ASSIGNMENT:
Transcribe all of the data exactly, leaving nothing out.
===== DATA RECORDS =====
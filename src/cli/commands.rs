use std::fs;
use std::num::NonZeroUsize;
use std::path::PathBuf;

use anyhow::{Context, Result};
use chrono::Utc;
use clap::Parser;
use tracing::{info, warn};
use tracing_subscriber::EnvFilter;

use crate::categorizer::{CategorizeOptions, Taxonomy};
use crate::parsers::{load_archives, load_overrides, parse_taxonomy_file};
use crate::pipeline::{
    DEFAULT_UNPROCESSED_FILE, FsSink, MemorySink, ProcessContext, RunOptions, RunReport,
    run as run_pipeline,
};

#[derive(Parser, Debug)]
#[command(name = "chat-archive-organizer")]
#[command(version)]
#[command(
    about = "Organize exported ChatGPT conversations into categorized Markdown files",
    long_about = None
)]
pub struct Cli {
    /// Exported conversation archives (JSON arrays)
    #[arg(required = true, num_args = 1..)]
    pub input_files: Vec<PathBuf>,

    /// Directory that receives the category folders and index
    pub output_dir: PathBuf,

    /// Categorize by keywords found in the conversation text
    #[arg(long)]
    pub categorize_by_keywords: bool,

    /// Categorize by keywords found in the title
    #[arg(long)]
    pub categorize_by_title: bool,

    /// JSON files mapping conversation titles to categories
    #[arg(long, alias = "categories_file", num_args = 1.., value_name = "FILE")]
    pub categories_file: Vec<PathBuf>,

    /// JSON file replacing the built-in keyword taxonomy
    #[arg(long, value_name = "FILE")]
    pub taxonomy: Option<PathBuf>,

    /// Write all titles to titles_part_<n>.txt files of N titles each
    #[arg(long, value_name = "N")]
    pub split_titles: Option<NonZeroUsize>,

    /// File name, inside OUTPUT_DIR, for titles left in the fallback category
    #[arg(long, default_value = DEFAULT_UNPROCESSED_FILE, value_name = "NAME")]
    pub unprocessed_file: String,

    /// Categorize and render without writing anything
    #[arg(long)]
    pub dry_run: bool,

    /// Log level used when RUST_LOG is not set
    #[arg(long, default_value = "info", value_name = "LEVEL")]
    pub log_level: String,
}

impl Cli {
    pub fn run_options(&self) -> RunOptions {
        RunOptions {
            output_dir: self.output_dir.clone(),
            categorize: CategorizeOptions {
                by_content_keywords: self.categorize_by_keywords,
                by_title_keywords: self.categorize_by_title,
            },
            unprocessed_file: self.unprocessed_file.clone(),
            split_titles: self.split_titles,
        }
    }
}

pub fn run() -> Result<()> {
    let cli = Cli::parse();
    init_logging(&cli.log_level)?;

    let report = execute(&cli)?;
    show_summary(&cli, &report);

    Ok(())
}

fn init_logging(level: &str) -> Result<()> {
    let subscriber = tracing_subscriber::fmt()
        .with_env_filter(
            EnvFilter::try_from_default_env().unwrap_or_else(|_| EnvFilter::new(level)),
        )
        .with_writer(std::io::stderr)
        .finish();
    tracing::subscriber::set_global_default(subscriber)
        .context("Failed to set tracing subscriber")?;
    Ok(())
}

/// Loads inputs, processes the archive and writes (or, for a dry run, only renders) the output
pub fn execute(cli: &Cli) -> Result<RunReport> {
    let options = cli.run_options();

    let conversations = load_archives(&cli.input_files)?;
    let overrides = load_overrides(&cli.categories_file);
    if !overrides.is_empty() {
        info!(count = overrides.len(), "Loaded category overrides");
    }

    let taxonomy = match &cli.taxonomy {
        Some(path) => parse_taxonomy_file(path)?,
        None => Taxonomy::builtin()?,
    };
    let keyword_passes = cli.categorize_by_keywords || cli.categorize_by_title;
    if keyword_passes && taxonomy.rules().iter().all(|rule| rule.keywords().is_empty()) {
        warn!("Keyword categorization requested but the taxonomy has no keywords");
    }

    let ctx = ProcessContext {
        taxonomy: &taxonomy,
        overrides: &overrides,
        options: &options,
        now: Utc::now(),
    };

    if cli.dry_run {
        info!("Dry run, nothing will be written");
        let mut sink = MemorySink::new();
        return run_pipeline(&conversations, &ctx, &mut sink);
    }

    fs::create_dir_all(&options.output_dir).with_context(|| {
        format!("Failed to create output directory: {}", options.output_dir.display())
    })?;
    run_pipeline(&conversations, &ctx, &mut FsSink)
}

fn show_summary(cli: &Cli, report: &RunReport) {
    println!("Conversation Archive Summary");
    println!("============================");
    println!("Conversations written: {}", report.indexed);
    for (category, count) in &report.categories {
        println!("  {}: {}", category, count);
    }
    println!("Skipped: {}", report.skipped.len());
    for (title, reason) in &report.skipped {
        println!("  {}: {}", title, reason);
    }
    println!("Warnings: {}", report.warnings.len());
    println!();

    if cli.dry_run {
        println!("Dry run: no files were written to {}", cli.output_dir.display());
        return;
    }

    println!("Index: {}", report.index_path.display());
    if let Some(path) = &report.unprocessed_path {
        println!("Unprocessed titles: {}", path.display());
    }
    if !report.title_batch_paths.is_empty() {
        println!("Title batches: {}", report.title_batch_paths.len());
    }
}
=====
YOUR SOLUTION:
filename src/cli/commands.rs
use std::fs;
use std::num::NonZeroUsize;
use std::path::PathBuf;

use anyhow::{Context, Result};
use chrono::Utc;
use clap::Parser;
use tracing::{info, warn};
use tracing_subscriber::EnvFilter;

use crate::categorizer::{CategorizeOptions, Taxonomy};
use crate::parsers::{load_archives, load_overrides, parse_taxonomy_file};
use crate::pipeline::{
    DEFAULT_UNPROCESSED_FILE, FsSink, MemorySink, ProcessContext, RunOptions, RunReport,
    run as run_pipeline,
};

#[derive(Parser, Debug)]
#[command(name = "chat-archive-organizer")]
#[command(version)]
#[command(
    about = "Organize exported ChatGPT conversations into categorized Markdown files",
    long_about = None
)]
pub struct Cli {
    /// Exported conversation archives (JSON arrays)
    #[arg(required = true, num_args = 1..)]
    pub input_files: Vec<PathBuf>,

    /// Directory that receives the category folders and index
    pub output_dir: PathBuf,

    /// Categorize by keywords found in the conversation text
    #[arg(long)]
    pub categorize_by_keywords: bool,

    /// Categorize by keywords found in the title
    #[arg(long)]
    pub categorize_by_title: bool,

    /// JSON files mapping conversation titles to categories
    #[arg(long, alias = "categories_file", num_args = 1.., value_name = "FILE")]
    pub categories_file: Vec<PathBuf>,

    /// JSON file replacing the built-in keyword taxonomy
    #[arg(long, value_name = "FILE")]
    pub taxonomy: Option<PathBuf>,

    /// Write all titles to titles_part_<n>.txt files of N titles each
    #[arg(long, value_name = "N")]
    pub split_titles: Option<NonZeroUsize>,

    /// File name, inside OUTPUT_DIR, for titles left in the fallback category
    #[arg(long, default_value = DEFAULT_UNPROCESSED_FILE, value_name = "NAME")]
    pub unprocessed_file: String,

    /// Categorize and render without writing anything
    #[arg(long)]
    pub dry_run: bool,

    /// Log level used when RUST_LOG is not set
    #[arg(long, default_value = "info", value_name = "LEVEL")]
    pub log_level: String,
}

impl Cli {
    pub fn run_options(&self) -> RunOptions {
        RunOptions {
            output_dir: self.output_dir.clone(),
            categorize: CategorizeOptions {
                by_content_keywords: self.categorize_by_keywords,
                by_title_keywords: self.categorize_by_title,
            },
            unprocessed_file: self.unprocessed_file.clone(),
            split_titles: self.split_titles,
        }
    }
}

pub fn run() -> Result<()> {
    let cli = Cli::parse();
    init_logging(&cli.log_level)?;

    let report = execute(&cli)?;
    show_summary(&cli, &report);

    Ok(())
}

fn init_logging(level: &str) -> Result<()> {
    let subscriber = tracing_subscriber::fmt()
        .with_env_filter(
            EnvFilter::try_from_default_env().unwrap_or_else(|_| EnvFilter::new(level)),
        )
        .with_writer(std::io::stderr)
        .finish();
    tracing::subscriber::set_global_default(subscriber)
        .context("Failed to set tracing subscriber")?;
    Ok(())
}

/// Loads inputs, processes the archive and writes (or, for a dry run, only renders) the output
pub fn execute(cli: &Cli) -> Result<RunReport> {
    let options = cli.run_options();

    let conversations = load_archives(&cli.input_files)?;
    let overrides = load_overrides(&cli.categories_file);
    if !overrides.is_empty() {
        info!(count = overrides.len(), "Loaded category overrides");
    }

    let taxonomy = match &cli.taxonomy {
        Some(path) => parse_taxonomy_file(path)?,
        None => Taxonomy::builtin()?,
    };
    let keyword_passes = cli.categorize_by_keywords || cli.categorize_by_title;
    if keyword_passes && taxonomy.rules().iter().all(|rule| rule.keywords().is_empty()) {
        warn!("Keyword categorization requested but the taxonomy has no keywords");
    }

    let ctx = ProcessContext {
        taxonomy: &taxonomy,
        overrides: &overrides,
        options: &options,
        now: Utc::now(),
    };

    if cli.dry_run {
        info!("Dry run, nothing will be written");
        let mut sink = MemorySink::new();
        return run_pipeline(&conversations, &ctx, &mut sink);
    }

    fs::create_dir_all(&options.output_dir).with_context(|| {
        format!("Failed to create output directory: {}", options.output_dir.display())
    })?;
    run_pipeline(&conversations, &ctx, &mut FsSink)
}

fn show_summary(cli: &Cli, report: &RunReport) {
    println!("Conversation Archive Summary");
    println!("============================");
    println!("Conversations written: {}", report.indexed);
    for (category, count) in &report.categories {
        println!("  {}: {}", category, count);
    }
    println!("Skipped: {}", report.skipped.len());
    for (title, reason) in &report.skipped {
        println!("  {}: {}", title, reason);
    }
    println!("Warnings: {}", report.warnings.len());
    println!();

    if cli.dry_run {
        println!("Dry run: no files were written to {}", cli.output_dir.display());
        return;
    }

    println!("Index: {}", report.index_path.display());
    if let Some(path) = &report.unprocessed_path {
        println!("Unprocessed titles: {}", path.display());
    }
    if !report.title_batch_paths.is_empty() {
        println!("Title batches: {}", report.title_batch_paths.len());
    }
}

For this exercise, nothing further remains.